» **About this exercise**
Write the entries out exactly, with the final line being the one containing "use axum::extract::FromRequestParts;".

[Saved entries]
*** Begin section ***

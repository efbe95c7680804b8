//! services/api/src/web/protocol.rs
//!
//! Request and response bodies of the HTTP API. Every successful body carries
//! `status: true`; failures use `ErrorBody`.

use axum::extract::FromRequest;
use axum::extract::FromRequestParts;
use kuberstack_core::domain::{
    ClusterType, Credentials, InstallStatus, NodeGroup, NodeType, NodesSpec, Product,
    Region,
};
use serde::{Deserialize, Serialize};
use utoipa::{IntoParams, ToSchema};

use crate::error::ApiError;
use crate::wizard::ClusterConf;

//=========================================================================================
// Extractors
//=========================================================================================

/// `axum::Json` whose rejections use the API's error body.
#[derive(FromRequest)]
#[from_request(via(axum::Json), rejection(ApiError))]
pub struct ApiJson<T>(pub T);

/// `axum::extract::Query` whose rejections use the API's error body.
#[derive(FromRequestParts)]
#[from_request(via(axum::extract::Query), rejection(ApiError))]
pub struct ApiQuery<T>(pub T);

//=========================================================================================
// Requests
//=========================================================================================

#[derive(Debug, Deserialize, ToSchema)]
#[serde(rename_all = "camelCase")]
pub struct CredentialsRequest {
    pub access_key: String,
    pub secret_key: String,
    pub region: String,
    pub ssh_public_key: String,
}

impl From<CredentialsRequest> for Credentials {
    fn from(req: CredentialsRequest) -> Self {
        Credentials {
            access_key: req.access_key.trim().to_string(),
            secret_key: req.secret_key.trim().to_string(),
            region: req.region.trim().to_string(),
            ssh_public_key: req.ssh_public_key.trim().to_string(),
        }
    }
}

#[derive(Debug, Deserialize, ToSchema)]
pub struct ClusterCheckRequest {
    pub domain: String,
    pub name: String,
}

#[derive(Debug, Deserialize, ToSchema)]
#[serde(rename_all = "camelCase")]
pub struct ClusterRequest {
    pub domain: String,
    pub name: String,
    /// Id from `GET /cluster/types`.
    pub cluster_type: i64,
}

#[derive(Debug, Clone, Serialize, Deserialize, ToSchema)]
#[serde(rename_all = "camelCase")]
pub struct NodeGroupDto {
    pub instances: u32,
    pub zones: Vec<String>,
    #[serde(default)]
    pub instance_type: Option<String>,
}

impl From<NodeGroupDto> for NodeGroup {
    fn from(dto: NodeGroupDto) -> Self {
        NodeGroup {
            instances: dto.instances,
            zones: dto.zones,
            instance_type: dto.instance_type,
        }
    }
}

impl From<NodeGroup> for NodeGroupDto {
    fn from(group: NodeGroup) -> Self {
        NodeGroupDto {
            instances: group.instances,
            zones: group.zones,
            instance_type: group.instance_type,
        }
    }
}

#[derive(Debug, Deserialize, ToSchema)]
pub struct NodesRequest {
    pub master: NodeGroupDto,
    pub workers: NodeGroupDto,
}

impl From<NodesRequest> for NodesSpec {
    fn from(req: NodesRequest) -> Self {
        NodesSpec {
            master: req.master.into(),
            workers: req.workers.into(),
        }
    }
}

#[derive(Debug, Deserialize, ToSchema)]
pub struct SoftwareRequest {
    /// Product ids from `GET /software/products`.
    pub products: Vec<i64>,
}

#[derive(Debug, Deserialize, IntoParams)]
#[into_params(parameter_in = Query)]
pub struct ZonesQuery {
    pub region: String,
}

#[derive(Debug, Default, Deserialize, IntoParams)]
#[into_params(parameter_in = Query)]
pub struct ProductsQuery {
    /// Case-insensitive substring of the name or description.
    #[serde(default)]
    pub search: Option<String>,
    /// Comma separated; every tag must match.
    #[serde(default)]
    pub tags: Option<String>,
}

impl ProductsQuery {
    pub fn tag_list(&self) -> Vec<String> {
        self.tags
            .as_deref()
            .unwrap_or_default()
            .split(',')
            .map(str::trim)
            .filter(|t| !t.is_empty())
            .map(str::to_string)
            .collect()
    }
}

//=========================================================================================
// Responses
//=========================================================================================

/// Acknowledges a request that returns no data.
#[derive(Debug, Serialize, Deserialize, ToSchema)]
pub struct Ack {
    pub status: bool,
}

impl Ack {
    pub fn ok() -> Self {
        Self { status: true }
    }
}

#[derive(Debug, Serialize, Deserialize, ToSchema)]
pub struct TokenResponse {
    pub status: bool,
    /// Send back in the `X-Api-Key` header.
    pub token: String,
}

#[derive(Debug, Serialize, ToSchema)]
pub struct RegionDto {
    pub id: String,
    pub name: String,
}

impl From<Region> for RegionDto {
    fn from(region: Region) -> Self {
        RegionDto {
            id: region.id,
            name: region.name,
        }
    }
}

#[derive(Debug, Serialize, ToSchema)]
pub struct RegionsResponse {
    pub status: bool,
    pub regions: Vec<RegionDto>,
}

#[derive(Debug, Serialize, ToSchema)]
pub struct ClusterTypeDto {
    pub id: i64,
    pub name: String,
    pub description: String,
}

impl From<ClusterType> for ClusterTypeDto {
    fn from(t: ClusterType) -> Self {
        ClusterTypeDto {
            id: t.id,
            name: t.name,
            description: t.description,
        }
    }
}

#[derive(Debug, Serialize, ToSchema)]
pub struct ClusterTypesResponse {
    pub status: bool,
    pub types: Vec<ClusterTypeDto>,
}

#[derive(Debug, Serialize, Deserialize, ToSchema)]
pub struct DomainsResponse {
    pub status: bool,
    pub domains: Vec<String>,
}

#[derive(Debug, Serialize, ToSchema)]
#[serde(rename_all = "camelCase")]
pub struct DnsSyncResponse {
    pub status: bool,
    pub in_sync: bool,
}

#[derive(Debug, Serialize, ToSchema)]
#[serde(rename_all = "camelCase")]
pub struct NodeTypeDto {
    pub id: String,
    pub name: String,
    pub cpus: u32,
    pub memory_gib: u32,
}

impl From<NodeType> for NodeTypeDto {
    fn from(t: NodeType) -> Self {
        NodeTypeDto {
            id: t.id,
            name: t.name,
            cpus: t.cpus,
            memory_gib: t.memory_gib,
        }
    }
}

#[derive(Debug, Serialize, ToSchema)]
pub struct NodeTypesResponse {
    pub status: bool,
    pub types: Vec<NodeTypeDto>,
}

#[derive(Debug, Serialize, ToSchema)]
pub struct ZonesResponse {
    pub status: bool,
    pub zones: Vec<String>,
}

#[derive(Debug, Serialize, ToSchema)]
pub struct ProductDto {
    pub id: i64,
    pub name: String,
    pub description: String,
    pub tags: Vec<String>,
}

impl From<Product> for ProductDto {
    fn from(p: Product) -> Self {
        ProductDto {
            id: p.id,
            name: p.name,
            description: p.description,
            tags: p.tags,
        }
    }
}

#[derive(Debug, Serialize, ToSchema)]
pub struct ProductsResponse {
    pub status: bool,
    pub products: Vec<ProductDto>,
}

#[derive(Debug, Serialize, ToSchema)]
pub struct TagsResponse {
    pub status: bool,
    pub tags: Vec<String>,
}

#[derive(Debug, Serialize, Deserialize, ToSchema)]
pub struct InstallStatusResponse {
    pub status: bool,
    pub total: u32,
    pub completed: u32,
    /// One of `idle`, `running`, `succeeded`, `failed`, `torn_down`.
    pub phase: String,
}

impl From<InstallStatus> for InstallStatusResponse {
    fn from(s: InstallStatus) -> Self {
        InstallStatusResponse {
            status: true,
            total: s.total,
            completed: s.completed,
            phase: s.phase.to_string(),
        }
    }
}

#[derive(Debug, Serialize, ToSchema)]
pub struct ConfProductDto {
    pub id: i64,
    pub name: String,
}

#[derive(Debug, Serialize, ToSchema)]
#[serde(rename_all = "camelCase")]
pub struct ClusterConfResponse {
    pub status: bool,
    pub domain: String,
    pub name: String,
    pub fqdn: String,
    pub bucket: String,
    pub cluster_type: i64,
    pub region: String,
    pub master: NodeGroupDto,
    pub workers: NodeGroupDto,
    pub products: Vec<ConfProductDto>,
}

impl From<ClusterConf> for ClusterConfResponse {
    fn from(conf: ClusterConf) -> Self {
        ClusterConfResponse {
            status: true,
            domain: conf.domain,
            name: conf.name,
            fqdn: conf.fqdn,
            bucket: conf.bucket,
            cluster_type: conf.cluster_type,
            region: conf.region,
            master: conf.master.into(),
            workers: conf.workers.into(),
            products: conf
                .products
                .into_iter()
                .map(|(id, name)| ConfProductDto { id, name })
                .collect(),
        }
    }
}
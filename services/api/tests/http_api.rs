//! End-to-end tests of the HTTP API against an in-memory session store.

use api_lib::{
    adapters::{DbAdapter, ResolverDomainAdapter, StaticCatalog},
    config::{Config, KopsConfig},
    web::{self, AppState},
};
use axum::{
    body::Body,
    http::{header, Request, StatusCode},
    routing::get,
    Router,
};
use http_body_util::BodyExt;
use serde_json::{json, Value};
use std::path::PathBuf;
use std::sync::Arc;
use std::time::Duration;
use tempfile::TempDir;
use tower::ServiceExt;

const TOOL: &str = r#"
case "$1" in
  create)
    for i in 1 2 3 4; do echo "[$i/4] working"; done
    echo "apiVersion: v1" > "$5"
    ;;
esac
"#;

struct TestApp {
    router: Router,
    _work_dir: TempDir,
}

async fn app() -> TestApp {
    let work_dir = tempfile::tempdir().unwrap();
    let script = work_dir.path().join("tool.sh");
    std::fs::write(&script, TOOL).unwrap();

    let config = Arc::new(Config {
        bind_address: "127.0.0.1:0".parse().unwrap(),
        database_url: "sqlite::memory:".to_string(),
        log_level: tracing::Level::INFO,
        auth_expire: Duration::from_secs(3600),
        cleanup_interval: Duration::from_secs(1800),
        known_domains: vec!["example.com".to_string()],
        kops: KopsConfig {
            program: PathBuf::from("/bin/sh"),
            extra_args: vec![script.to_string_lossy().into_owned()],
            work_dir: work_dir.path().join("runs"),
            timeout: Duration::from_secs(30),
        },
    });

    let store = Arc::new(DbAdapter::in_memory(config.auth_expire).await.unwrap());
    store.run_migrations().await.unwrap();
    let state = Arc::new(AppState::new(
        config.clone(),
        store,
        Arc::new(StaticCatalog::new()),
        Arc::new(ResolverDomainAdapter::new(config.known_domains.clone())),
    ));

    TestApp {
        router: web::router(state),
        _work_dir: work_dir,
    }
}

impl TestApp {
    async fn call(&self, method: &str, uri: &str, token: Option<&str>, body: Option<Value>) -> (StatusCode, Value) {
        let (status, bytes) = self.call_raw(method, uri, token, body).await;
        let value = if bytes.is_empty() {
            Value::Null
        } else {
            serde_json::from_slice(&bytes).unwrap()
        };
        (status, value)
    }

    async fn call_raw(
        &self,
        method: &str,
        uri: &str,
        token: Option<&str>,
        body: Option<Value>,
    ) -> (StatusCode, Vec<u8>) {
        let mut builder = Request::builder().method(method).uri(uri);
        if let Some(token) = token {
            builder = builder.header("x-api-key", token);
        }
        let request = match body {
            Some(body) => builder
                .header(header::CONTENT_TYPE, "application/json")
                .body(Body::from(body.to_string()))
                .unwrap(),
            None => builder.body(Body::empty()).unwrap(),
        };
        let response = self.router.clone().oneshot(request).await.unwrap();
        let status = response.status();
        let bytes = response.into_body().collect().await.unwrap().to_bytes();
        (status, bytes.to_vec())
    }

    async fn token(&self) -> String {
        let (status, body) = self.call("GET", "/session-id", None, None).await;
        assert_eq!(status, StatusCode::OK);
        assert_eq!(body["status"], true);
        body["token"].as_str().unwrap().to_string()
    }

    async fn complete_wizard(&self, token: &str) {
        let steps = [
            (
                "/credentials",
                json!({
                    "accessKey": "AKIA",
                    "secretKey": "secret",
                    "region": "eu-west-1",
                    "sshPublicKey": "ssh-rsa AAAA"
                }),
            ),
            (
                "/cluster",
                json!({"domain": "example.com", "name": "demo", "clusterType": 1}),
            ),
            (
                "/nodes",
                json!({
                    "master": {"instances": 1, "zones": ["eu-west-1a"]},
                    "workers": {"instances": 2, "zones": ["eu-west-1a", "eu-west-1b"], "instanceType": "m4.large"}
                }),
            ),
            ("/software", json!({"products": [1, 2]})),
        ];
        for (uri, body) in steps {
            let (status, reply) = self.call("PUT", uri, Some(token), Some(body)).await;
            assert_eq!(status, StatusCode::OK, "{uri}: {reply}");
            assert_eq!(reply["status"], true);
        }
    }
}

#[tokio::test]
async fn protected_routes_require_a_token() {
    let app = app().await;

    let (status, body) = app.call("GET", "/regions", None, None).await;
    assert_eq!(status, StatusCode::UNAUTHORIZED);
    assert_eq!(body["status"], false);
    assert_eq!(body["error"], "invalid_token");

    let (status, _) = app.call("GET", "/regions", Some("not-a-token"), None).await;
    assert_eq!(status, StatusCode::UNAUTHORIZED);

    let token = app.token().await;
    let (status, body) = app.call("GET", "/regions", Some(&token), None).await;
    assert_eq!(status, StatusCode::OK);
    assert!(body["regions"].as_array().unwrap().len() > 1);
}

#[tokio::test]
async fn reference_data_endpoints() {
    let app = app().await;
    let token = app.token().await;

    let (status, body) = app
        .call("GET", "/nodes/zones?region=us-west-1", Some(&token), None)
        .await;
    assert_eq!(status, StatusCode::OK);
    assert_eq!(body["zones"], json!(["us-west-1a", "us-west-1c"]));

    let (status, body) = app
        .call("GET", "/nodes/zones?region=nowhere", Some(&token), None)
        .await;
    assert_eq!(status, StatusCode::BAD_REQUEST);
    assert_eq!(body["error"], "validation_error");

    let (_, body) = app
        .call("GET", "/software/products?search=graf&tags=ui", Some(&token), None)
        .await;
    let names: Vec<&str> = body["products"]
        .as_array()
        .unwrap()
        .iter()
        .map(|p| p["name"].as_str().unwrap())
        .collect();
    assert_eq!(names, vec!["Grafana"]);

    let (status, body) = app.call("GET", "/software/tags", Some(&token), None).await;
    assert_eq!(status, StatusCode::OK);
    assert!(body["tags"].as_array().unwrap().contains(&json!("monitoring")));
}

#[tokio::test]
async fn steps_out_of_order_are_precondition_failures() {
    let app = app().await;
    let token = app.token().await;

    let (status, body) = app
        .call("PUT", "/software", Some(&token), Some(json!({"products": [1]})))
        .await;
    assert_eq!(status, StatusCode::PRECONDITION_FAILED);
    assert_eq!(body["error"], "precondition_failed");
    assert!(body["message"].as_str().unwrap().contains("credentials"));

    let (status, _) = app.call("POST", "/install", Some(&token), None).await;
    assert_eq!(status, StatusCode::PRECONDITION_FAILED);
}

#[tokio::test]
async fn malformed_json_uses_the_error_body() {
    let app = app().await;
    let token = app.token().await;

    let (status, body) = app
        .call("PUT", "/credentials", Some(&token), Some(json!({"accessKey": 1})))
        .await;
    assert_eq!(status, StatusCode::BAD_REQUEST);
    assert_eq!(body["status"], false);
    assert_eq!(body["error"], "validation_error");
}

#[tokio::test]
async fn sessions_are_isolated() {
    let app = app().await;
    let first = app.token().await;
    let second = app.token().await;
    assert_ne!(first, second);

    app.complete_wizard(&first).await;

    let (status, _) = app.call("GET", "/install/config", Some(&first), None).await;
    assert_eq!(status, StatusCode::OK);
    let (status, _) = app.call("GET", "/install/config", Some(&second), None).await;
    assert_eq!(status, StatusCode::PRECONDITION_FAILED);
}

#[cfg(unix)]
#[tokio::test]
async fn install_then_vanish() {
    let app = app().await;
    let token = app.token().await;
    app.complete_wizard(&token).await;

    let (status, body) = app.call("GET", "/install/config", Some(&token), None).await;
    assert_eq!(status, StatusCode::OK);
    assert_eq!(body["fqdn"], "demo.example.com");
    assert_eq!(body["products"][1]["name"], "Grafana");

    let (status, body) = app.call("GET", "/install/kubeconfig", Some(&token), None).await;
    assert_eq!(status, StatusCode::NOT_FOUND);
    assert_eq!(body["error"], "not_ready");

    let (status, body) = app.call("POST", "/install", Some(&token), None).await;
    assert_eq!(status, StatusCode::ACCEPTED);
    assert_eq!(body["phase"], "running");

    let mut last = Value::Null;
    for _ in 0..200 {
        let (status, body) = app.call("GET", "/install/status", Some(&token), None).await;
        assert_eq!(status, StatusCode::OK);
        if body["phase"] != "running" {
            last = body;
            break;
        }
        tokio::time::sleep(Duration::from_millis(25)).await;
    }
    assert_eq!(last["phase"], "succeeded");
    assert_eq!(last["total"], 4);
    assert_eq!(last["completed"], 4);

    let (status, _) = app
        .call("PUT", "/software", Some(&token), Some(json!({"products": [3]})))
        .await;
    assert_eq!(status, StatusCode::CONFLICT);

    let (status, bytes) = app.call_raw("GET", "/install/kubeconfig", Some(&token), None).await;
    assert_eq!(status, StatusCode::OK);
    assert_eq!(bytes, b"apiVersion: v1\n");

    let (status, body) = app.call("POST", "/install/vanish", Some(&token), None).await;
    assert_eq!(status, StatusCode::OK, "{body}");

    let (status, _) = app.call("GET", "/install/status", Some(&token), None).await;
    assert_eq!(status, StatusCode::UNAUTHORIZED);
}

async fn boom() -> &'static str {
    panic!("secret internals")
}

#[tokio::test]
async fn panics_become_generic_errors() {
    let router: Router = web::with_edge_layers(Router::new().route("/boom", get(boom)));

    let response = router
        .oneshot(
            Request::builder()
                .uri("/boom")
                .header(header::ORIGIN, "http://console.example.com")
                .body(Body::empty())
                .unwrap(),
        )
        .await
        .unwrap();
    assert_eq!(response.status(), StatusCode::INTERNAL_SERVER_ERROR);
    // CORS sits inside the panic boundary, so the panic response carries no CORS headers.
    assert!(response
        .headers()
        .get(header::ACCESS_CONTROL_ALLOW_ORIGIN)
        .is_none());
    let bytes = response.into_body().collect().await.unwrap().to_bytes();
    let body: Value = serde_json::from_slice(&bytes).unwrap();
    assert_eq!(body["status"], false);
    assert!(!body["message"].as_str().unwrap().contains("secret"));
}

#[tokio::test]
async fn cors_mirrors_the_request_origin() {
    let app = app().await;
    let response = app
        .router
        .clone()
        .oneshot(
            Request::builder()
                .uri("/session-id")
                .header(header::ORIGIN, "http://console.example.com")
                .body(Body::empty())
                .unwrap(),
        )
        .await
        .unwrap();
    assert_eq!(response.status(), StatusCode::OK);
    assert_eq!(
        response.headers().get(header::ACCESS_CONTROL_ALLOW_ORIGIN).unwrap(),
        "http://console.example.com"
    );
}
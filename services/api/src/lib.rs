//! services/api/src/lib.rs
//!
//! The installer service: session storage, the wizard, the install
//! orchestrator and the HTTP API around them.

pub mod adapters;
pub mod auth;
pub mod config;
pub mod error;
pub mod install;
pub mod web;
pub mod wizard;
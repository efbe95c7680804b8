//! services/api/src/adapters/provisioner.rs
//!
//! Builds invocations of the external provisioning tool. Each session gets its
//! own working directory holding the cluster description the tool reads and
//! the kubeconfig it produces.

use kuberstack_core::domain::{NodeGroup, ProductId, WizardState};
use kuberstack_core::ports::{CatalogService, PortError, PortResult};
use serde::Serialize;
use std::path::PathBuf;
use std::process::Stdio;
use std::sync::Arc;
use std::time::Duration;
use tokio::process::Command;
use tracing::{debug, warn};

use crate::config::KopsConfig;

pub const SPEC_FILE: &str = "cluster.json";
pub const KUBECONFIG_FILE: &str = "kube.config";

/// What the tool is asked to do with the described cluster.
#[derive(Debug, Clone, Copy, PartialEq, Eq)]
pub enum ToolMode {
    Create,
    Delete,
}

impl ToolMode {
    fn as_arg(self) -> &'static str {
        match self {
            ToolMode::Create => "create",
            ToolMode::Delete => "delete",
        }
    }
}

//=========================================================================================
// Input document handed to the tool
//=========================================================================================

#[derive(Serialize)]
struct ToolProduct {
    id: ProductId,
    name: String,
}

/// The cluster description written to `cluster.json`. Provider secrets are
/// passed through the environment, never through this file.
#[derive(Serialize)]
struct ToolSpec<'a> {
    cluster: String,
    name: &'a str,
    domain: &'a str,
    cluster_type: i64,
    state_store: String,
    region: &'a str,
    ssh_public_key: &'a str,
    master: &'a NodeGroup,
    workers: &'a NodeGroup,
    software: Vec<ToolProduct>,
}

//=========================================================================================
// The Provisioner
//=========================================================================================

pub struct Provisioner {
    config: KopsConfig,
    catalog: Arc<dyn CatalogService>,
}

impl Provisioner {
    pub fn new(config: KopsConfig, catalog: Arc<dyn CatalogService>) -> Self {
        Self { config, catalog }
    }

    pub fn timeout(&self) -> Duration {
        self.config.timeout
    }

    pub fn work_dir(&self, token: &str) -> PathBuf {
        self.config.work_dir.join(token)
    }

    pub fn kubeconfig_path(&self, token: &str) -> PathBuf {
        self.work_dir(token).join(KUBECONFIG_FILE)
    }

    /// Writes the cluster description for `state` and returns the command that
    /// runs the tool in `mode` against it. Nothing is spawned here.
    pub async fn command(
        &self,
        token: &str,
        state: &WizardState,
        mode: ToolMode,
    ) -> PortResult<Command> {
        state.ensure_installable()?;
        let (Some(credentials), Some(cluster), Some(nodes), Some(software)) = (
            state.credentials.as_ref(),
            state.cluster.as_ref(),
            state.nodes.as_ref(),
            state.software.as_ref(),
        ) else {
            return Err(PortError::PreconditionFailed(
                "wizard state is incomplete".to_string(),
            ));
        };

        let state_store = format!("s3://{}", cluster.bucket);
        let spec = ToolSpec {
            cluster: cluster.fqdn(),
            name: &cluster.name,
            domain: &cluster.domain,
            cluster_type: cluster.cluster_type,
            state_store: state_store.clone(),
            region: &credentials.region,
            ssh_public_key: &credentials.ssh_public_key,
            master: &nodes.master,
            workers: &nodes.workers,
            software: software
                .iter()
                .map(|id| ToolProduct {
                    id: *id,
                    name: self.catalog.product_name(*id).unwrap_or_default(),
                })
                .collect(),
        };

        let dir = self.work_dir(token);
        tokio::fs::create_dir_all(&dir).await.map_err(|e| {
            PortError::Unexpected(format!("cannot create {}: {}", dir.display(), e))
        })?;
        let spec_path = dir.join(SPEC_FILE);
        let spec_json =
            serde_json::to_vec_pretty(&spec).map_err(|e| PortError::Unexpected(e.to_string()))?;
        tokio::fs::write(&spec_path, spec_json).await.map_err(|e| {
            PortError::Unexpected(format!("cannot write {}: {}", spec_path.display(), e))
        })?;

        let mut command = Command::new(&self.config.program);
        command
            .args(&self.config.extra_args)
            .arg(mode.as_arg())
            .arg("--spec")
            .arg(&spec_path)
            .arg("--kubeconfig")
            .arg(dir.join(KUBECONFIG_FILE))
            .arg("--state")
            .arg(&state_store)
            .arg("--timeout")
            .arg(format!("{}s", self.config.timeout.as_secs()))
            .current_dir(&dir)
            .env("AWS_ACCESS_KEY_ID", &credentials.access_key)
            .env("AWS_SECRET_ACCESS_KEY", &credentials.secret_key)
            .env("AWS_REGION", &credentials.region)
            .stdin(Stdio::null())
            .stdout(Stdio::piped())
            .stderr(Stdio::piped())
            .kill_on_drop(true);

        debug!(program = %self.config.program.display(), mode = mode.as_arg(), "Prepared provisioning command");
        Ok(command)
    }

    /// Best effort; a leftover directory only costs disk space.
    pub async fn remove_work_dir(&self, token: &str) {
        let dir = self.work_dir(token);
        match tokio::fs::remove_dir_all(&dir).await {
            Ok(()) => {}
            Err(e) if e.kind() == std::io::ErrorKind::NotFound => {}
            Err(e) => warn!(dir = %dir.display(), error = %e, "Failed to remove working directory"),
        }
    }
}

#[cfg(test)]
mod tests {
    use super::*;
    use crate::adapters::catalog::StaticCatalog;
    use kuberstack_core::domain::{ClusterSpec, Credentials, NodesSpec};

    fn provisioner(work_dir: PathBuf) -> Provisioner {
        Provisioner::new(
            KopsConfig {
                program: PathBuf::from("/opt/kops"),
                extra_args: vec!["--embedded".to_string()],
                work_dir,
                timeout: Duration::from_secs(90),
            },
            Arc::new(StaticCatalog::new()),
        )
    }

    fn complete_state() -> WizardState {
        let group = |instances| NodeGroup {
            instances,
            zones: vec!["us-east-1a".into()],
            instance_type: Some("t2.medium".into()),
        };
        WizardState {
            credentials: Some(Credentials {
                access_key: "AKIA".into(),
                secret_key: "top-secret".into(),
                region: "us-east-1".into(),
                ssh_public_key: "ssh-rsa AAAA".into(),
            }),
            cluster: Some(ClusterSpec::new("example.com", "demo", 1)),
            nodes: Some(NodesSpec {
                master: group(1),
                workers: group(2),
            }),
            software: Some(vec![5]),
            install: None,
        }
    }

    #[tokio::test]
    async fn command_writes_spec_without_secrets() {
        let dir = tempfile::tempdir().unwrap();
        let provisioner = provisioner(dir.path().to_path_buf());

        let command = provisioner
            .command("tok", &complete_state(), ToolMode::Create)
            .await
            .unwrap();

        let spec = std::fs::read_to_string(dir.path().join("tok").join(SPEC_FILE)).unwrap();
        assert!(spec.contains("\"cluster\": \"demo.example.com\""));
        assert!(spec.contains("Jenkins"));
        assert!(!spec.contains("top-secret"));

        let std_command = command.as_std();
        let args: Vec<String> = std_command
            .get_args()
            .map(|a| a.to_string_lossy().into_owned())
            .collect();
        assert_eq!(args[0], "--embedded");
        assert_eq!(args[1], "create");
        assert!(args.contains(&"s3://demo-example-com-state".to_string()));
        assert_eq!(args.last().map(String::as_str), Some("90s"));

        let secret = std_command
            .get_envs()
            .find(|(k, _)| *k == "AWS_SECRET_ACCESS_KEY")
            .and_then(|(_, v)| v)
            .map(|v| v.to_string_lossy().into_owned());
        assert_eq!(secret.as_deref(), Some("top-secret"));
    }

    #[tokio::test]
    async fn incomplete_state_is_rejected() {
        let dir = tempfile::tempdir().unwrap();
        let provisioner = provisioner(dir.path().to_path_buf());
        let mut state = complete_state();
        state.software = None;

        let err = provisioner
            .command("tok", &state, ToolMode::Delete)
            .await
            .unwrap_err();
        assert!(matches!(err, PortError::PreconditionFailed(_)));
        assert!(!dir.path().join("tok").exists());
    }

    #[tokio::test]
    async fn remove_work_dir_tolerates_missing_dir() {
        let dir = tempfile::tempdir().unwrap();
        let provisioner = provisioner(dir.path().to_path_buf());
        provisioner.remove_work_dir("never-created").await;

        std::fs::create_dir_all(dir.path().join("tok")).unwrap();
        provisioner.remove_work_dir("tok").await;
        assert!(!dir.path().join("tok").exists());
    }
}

*** End section ***

» **Response area**
repository efbe95c7680804b8
//! services/api/src/web/protocol.rs
//!
//! Request and response bodies of the HTTP API. Every successful body carries
//! `status: true`; failures use `ErrorBody`.

use axum::extract::FromRequest;
use axum::extract::FromRequestParts;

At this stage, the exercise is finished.